#[cfg(test)]
mod tests {
    use std::sync::atomic::{AtomicUsize, Ordering};
    use std::sync::Arc;
    use std::time::Duration;

    use async_trait::async_trait;

    use rapport_core::config::{GraphConfig, WorkflowSettings};
    use rapport_core::domain::action::{ActionProposal, ActionStatus, AgentAction, RiskLevel};
    use rapport_core::domain::event::{ContactDuePayload, EventPayload, SourceEntity, SystemEvent};
    use rapport_core::domain::graph::TraceType;
    use rapport_core::domain::person::PersonId;
    use rapport_core::workflow::WorkflowError;
    use rapport_db::repositories::{InMemoryActionRepository, InMemoryContextGraphRepository};
    use rapport_db::ContextGraphRepository;

    use super::{ActionWorkflow, ActionWorkflowError};
    use crate::executor::{ActionExecutor, ExecutionFailure, ExecutionOutcome, LoggingExecutor};
    use crate::graph::{action_entity, ContextGraph};
    use crate::guardrails::AUTO_APPROVER;

    struct Harness {
        workflow: ActionWorkflow,
        graph_repo: Arc<InMemoryContextGraphRepository>,
    }

    fn harness(executor: Arc<dyn ActionExecutor>, settings: WorkflowSettings) -> Harness {
        let graph_repo = Arc::new(InMemoryContextGraphRepository::default());
        let graph = Arc::new(ContextGraph::new(
            graph_repo.clone(),
            &GraphConfig { trace_limit: 50, default_depth: 2, max_depth: 5 },
        ));
        let workflow = ActionWorkflow::new(
            Arc::new(InMemoryActionRepository::default()),
            graph,
            executor,
            &settings,
        );
        Harness { workflow, graph_repo }
    }

    fn default_harness() -> Harness {
        harness(
            Arc::new(LoggingExecutor),
            WorkflowSettings { undo_window_secs: 30, auto_execute_low_risk: false },
        )
    }

    fn event() -> SystemEvent {
        SystemEvent::new(
            EventPayload::ContactDue(ContactDuePayload {
                due_reason: "monthly cadence".to_string(),
                days_since_contact: 70,
                days_overdue: 40,
            }),
            SourceEntity::new("cadence_scheduler", "daily"),
            Some(PersonId("p-ada".to_string())),
        )
        .expect("valid event")
    }

    fn proposal(risk_level: RiskLevel) -> ActionProposal {
        ActionProposal {
            action_type: "suggest_call".to_string(),
            person_id: Some(PersonId("p-ada".to_string())),
            target_entity: Some("person".to_string()),
            proposed_content: serde_json::json!({ "channel": "call", "personName": "Ada" }),
            risk_level,
            reasoning: "Ada is 40 days overdue".to_string(),
            confidence: Some(80),
        }
    }

    async fn proposed(harness: &Harness) -> AgentAction {
        harness
            .workflow
            .propose(&event(), "nurture_agent", proposal(RiskLevel::Medium))
            .await
            .expect("propose")
    }

    async fn trace_verbs(harness: &Harness, action: &AgentAction) -> Vec<String> {
        let mut traces = harness
            .graph_repo
            .traces_for_entity(&action_entity(&action.id), 50)
            .await
            .expect("traces");
        traces.reverse();
        traces.into_iter().map(|trace| trace.action).collect()
    }

    struct FailingExecutor;

    #[async_trait]
    impl ActionExecutor for FailingExecutor {
        async fn execute(
            &self,
            _action: &AgentAction,
            _target_entity_id: Option<String>,
        ) -> Result<ExecutionOutcome, ExecutionFailure> {
            Err(ExecutionFailure::new("mail provider unavailable"))
        }
    }

    #[derive(Default)]
    struct SlowCountingExecutor {
        calls: AtomicUsize,
    }

    #[async_trait]
    impl ActionExecutor for SlowCountingExecutor {
        async fn execute(
            &self,
            _action: &AgentAction,
            target_entity_id: Option<String>,
        ) -> Result<ExecutionOutcome, ExecutionFailure> {
            self.calls.fetch_add(1, Ordering::SeqCst);
            tokio::time::sleep(Duration::from_millis(50)).await;
            Ok(ExecutionOutcome { target_entity_id, side_effects: Vec::new() })
        }
    }

    #[tokio::test]
    async fn propose_persists_and_leaves_action_pending() {
        let harness = default_harness();

        let action = proposed(&harness).await;

        assert_eq!(action.status, ActionStatus::Proposed);
        assert_eq!(action.state_version, 1);
        let pending = harness.workflow.list_pending(10).await.expect("pending");
        assert_eq!(pending, vec![action.clone()]);
        assert_eq!(trace_verbs(&harness, &action).await, vec!["propose"]);
    }

    #[tokio::test]
    async fn approving_twice_is_rejected_without_state_change() {
        let harness = default_harness();
        let action = proposed(&harness).await;

        let approved = harness.workflow.approve(&action.id, "user-7").await.expect("approve");
        assert_eq!(approved.status, ActionStatus::Approved);
        assert_eq!(approved.approved_by.as_deref(), Some("user-7"));
        assert!(approved.approved_at.is_some());

        let second = harness.workflow.approve(&action.id, "user-8").await;
        assert!(matches!(
            second,
            Err(ActionWorkflowError::Transition(WorkflowError::InvalidTransition { .. }))
        ));

        let stored = harness.workflow.get(&action.id).await.expect("get").expect("exists");
        assert_eq!(stored, approved);
    }

    #[tokio::test]
    async fn executing_an_unapproved_action_is_rejected() {
        let harness = default_harness();
        let action = proposed(&harness).await;

        let result = harness.workflow.execute(&action.id, None).await;

        assert!(matches!(result, Err(ActionWorkflowError::Transition(_))));
        let stored = harness.workflow.get(&action.id).await.expect("get").expect("exists");
        assert_eq!(stored.status, ActionStatus::Proposed);
        assert_eq!(stored.state_version, 1);
    }

    #[tokio::test]
    async fn approve_then_execute_records_one_chained_trace_per_transition() {
        let harness = default_harness();
        let action = proposed(&harness).await;

        harness.workflow.approve(&action.id, "user-7").await.expect("approve");
        let executed = harness
            .workflow
            .execute(&action.id, Some("int-42".to_string()))
            .await
            .expect("execute");

        assert_eq!(executed.status, ActionStatus::Executed);
        assert_eq!(executed.target_entity_id.as_deref(), Some("int-42"));
        assert!(executed.executed_at.is_some());
        assert_eq!(trace_verbs(&harness, &action).await, vec!["propose", "approve", "execute"]);

        let traces = harness
            .graph_repo
            .traces_for_entity(&action_entity(&action.id), 50)
            .await
            .expect("traces");
        let (execute, approve, propose) = (&traces[0], &traces[1], &traces[2]);
        assert_eq!(execute.linked_trace_id.as_ref(), Some(&approve.id));
        assert_eq!(approve.linked_trace_id.as_ref(), Some(&propose.id));
        assert_eq!(approve.trace_type, TraceType::UserAction);
        assert_eq!(execute.trace_type, TraceType::AiAction);
    }

    #[tokio::test]
    async fn execution_failure_keeps_action_approved_with_error() {
        let harness = harness(
            Arc::new(FailingExecutor),
            WorkflowSettings { undo_window_secs: 30, auto_execute_low_risk: false },
        );
        let action = proposed(&harness).await;
        harness.workflow.approve(&action.id, "user-7").await.expect("approve");

        let result = harness.workflow.execute(&action.id, None).await;

        assert!(matches!(result, Err(ActionWorkflowError::ExecutionFailed { .. })));
        let stored = harness.workflow.get(&action.id).await.expect("get").expect("exists");
        assert_eq!(stored.status, ActionStatus::Approved);
        assert_eq!(stored.error_message.as_deref(), Some("mail provider unavailable"));
        assert_eq!(stored.executed_at, None);

        let traces = harness
            .graph_repo
            .traces_for_entity(&action_entity(&action.id), 1)
            .await
            .expect("traces");
        let outcome = traces[0].outcome.as_ref().expect("outcome");
        assert!(!outcome.success);
    }

    #[tokio::test]
    async fn concurrent_execute_runs_side_effect_once() {
        let executor = Arc::new(SlowCountingExecutor::default());
        let harness = Arc::new(harness(
            executor.clone(),
            WorkflowSettings { undo_window_secs: 30, auto_execute_low_risk: false },
        ));
        let action = proposed(&harness).await;
        harness.workflow.approve(&action.id, "user-7").await.expect("approve");

        let first = {
            let harness = harness.clone();
            let id = action.id.clone();
            tokio::spawn(async move { harness.workflow.execute(&id, None).await })
        };
        let second = {
            let harness = harness.clone();
            let id = action.id.clone();
            tokio::spawn(async move { harness.workflow.execute(&id, None).await })
        };

        let results = [first.await.expect("join"), second.await.expect("join")];
        let succeeded = results.iter().filter(|result| result.is_ok()).count();
        let conflicted = results
            .iter()
            .filter(|result| matches!(result, Err(ActionWorkflowError::Conflict(_))))
            .count();

        assert_eq!(succeeded, 1);
        assert_eq!(conflicted, 1);
        assert_eq!(executor.calls.load(Ordering::SeqCst), 1);
    }

    #[tokio::test]
    async fn undo_while_executing_conflicts_and_side_effect_runs_once() {
        let executor = Arc::new(SlowCountingExecutor::default());
        let harness = Arc::new(harness(
            executor.clone(),
            WorkflowSettings { undo_window_secs: 30, auto_execute_low_risk: false },
        ));
        let action = proposed(&harness).await;
        harness.workflow.approve(&action.id, "user-7").await.expect("approve");

        let execution = {
            let harness = harness.clone();
            let id = action.id.clone();
            tokio::spawn(async move { harness.workflow.execute(&id, None).await })
        };
        tokio::time::sleep(Duration::from_millis(10)).await;

        let undo = harness.workflow.undo(&action.id, "user-7").await;
        assert!(matches!(undo, Err(ActionWorkflowError::Conflict(_))));

        let executed = execution.await.expect("join").expect("execute");
        assert_eq!(executed.status, ActionStatus::Executed);
        assert!(executed.executed_at.is_some());

        let stored = harness.workflow.get(&action.id).await.expect("get").expect("exists");
        assert_eq!(stored.status, ActionStatus::Executed);
        assert!(harness.workflow.undo(&action.id, "user-7").await.is_err());
        assert_eq!(executor.calls.load(Ordering::SeqCst), 1);
    }

    #[tokio::test]
    async fn undo_within_window_reverts_and_clears_approval() {
        let harness = default_harness();
        let action = proposed(&harness).await;
        harness.workflow.approve(&action.id, "user-7").await.expect("approve");

        let undone = harness.workflow.undo(&action.id, "user-7").await.expect("undo");

        assert_eq!(undone.status, ActionStatus::Proposed);
        assert_eq!(undone.approved_by, None);
        assert_eq!(undone.approved_at, None);
        assert_eq!(trace_verbs(&harness, &action).await, vec!["propose", "approve", "undo"]);
    }

    #[tokio::test]
    async fn undo_after_window_is_rejected() {
        let harness = harness(
            Arc::new(LoggingExecutor),
            WorkflowSettings { undo_window_secs: 0, auto_execute_low_risk: false },
        );
        let action = proposed(&harness).await;
        harness.workflow.reject(&action.id, "user-7").await.expect("reject");
        tokio::time::sleep(Duration::from_millis(5)).await;

        let result = harness.workflow.undo(&action.id, "user-7").await;

        assert!(matches!(
            result,
            Err(ActionWorkflowError::Transition(WorkflowError::UndoWindowExpired { .. }))
        ));
        let stored = harness.workflow.get(&action.id).await.expect("get").expect("exists");
        assert_eq!(stored.status, ActionStatus::Rejected);
    }

    #[tokio::test]
    async fn low_risk_auto_execution_when_enabled() {
        let harness = harness(
            Arc::new(LoggingExecutor),
            WorkflowSettings { undo_window_secs: 30, auto_execute_low_risk: true },
        );

        let low = harness
            .workflow
            .propose(&event(), "nurture_agent", proposal(RiskLevel::Low))
            .await
            .expect("propose");
        assert_eq!(low.status, ActionStatus::Executed);
        assert_eq!(low.approved_by.as_deref(), Some(AUTO_APPROVER));

        let medium = harness
            .workflow
            .propose(&event(), "nurture_agent", proposal(RiskLevel::Medium))
            .await
            .expect("propose");
        assert_eq!(medium.status, ActionStatus::Proposed);
    }

    #[tokio::test]
    async fn unknown_action_is_not_found() {
        let harness = default_harness();
        let missing = rapport_core::domain::action::ActionId("missing".to_string());

        let result = harness.workflow.approve(&missing, "user-7").await;

        assert!(matches!(result, Err(ActionWorkflowError::NotFound(_))));
    }
}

|---|

- **Work to complete**: Everything from the first line of the material through the line containing "use rapport_core::workflow::WorkflowError;" is to be printed exactly; lines after that are to be left out.

- **Written answer**:
#[cfg(test)]
mod tests {
    use std::sync::atomic::{AtomicUsize, Ordering};
    use std::sync::Arc;
    use std::time::Duration;

    use async_trait::async_trait;

    use rapport_core::config::{GraphConfig, WorkflowSettings};
    use rapport_core::domain::action::{ActionProposal, ActionStatus, AgentAction, RiskLevel};
    use rapport_core::domain::event::{ContactDuePayload, EventPayload, SourceEntity, SystemEvent};
    use rapport_core::domain::graph::TraceType;
    use rapport_core::domain::person::PersonId;
    use rapport_core::workflow::WorkflowError;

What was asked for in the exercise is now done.